== Work item ==
Report back every line from the entries below in which the word "first" occurs.

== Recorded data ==

───

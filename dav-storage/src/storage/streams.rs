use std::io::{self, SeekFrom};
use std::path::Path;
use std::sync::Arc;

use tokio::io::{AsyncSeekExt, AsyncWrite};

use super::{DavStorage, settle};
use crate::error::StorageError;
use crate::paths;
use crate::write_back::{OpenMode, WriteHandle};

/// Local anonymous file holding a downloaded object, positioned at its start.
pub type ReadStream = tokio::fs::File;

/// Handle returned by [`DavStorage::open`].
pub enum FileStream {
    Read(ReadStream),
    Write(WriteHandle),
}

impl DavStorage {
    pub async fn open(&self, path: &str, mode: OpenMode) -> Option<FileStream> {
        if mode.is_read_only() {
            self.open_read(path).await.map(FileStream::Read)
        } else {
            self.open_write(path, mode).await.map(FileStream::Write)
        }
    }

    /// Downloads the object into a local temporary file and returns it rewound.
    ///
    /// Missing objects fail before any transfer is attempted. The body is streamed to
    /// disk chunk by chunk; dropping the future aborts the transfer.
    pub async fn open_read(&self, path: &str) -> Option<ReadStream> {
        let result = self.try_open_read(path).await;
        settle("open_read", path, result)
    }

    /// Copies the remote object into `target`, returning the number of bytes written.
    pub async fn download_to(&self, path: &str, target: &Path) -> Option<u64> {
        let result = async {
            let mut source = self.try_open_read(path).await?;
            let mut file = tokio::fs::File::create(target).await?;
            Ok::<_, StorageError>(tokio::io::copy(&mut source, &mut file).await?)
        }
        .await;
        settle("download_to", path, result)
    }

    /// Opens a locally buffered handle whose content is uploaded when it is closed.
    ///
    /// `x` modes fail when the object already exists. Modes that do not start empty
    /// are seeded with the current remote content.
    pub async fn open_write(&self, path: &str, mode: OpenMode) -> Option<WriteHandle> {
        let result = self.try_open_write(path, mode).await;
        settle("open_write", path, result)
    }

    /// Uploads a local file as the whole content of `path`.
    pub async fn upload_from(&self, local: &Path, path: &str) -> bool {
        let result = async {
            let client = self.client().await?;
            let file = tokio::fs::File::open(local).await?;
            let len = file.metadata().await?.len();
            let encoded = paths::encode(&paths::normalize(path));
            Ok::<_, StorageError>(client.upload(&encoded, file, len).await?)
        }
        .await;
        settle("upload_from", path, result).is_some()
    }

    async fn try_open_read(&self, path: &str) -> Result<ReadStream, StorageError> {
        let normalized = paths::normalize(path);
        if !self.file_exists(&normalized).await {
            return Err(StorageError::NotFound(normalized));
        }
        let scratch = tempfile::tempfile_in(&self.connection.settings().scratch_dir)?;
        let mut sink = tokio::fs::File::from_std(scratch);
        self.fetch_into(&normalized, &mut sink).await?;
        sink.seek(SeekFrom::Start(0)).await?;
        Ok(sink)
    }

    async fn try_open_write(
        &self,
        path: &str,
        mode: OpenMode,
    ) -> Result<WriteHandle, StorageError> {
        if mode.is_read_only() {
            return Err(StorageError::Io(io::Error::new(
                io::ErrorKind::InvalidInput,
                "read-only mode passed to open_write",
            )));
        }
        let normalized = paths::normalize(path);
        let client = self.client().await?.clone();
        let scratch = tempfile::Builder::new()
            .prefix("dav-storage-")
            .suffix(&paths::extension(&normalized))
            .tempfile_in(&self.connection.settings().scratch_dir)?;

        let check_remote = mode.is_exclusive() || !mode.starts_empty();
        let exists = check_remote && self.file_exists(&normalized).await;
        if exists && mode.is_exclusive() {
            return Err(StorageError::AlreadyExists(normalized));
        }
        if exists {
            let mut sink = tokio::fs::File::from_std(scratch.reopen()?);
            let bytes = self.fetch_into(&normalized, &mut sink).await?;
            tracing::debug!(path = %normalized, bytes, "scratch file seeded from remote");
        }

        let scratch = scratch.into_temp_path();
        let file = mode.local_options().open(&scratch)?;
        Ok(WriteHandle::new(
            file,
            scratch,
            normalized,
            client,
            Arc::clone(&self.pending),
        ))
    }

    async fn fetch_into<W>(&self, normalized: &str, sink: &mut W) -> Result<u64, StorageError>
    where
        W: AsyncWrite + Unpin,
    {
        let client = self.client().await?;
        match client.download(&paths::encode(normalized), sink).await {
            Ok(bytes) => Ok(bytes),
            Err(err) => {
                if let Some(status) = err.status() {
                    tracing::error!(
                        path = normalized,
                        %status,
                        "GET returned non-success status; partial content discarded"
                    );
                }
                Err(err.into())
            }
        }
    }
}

───

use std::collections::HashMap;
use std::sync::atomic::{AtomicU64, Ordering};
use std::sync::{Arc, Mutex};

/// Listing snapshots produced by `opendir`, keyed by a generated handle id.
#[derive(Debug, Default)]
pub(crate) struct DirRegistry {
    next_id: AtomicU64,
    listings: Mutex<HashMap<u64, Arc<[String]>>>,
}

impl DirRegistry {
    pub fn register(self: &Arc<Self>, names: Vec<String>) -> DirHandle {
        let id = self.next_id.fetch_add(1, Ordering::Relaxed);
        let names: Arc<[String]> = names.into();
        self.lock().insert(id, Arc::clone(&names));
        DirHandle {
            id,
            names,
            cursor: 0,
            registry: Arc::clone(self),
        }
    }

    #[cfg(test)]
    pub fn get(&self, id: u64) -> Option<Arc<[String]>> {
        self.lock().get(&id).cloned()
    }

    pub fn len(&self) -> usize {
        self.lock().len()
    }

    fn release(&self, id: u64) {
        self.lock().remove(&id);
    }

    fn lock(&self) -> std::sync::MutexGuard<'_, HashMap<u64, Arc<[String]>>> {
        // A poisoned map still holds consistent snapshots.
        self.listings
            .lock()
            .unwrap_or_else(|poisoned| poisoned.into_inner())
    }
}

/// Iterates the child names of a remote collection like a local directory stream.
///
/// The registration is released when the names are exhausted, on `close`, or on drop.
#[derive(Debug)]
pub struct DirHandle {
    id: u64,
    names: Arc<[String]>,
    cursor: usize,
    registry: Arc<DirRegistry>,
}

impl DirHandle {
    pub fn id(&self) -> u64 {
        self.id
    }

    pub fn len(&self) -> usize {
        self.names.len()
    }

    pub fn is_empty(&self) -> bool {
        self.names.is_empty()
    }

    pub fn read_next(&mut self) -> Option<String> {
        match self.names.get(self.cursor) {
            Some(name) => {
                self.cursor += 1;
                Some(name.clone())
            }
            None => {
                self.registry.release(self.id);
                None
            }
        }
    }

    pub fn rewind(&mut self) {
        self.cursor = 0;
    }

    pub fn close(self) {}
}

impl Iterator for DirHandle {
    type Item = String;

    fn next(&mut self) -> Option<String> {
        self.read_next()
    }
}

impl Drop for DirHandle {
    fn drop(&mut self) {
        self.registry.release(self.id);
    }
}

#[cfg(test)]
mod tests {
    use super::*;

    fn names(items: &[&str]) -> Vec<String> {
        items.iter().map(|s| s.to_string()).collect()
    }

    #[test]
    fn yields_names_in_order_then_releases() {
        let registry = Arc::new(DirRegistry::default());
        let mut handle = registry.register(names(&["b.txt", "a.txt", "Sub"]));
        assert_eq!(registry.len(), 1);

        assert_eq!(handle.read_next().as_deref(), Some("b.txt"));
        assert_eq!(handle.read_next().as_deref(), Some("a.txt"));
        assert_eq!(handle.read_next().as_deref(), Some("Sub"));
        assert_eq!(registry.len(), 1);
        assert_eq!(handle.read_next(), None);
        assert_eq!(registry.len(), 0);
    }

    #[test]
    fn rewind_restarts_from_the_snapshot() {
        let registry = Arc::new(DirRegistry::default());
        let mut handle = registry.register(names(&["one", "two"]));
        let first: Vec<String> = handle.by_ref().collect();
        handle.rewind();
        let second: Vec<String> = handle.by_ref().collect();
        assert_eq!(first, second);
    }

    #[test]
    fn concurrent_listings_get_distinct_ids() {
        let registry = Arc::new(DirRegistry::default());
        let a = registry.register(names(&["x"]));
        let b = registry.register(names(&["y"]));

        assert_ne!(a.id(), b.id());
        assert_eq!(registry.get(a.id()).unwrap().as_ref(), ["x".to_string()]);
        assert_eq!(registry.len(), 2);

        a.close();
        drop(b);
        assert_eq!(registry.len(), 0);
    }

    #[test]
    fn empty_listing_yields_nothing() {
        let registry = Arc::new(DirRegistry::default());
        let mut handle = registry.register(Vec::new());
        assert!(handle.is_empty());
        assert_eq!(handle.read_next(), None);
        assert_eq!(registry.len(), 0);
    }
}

───

== Solved problem ==
        let first: Vec<String> = handle.by_ref().collect();
        assert_eq!(first, second);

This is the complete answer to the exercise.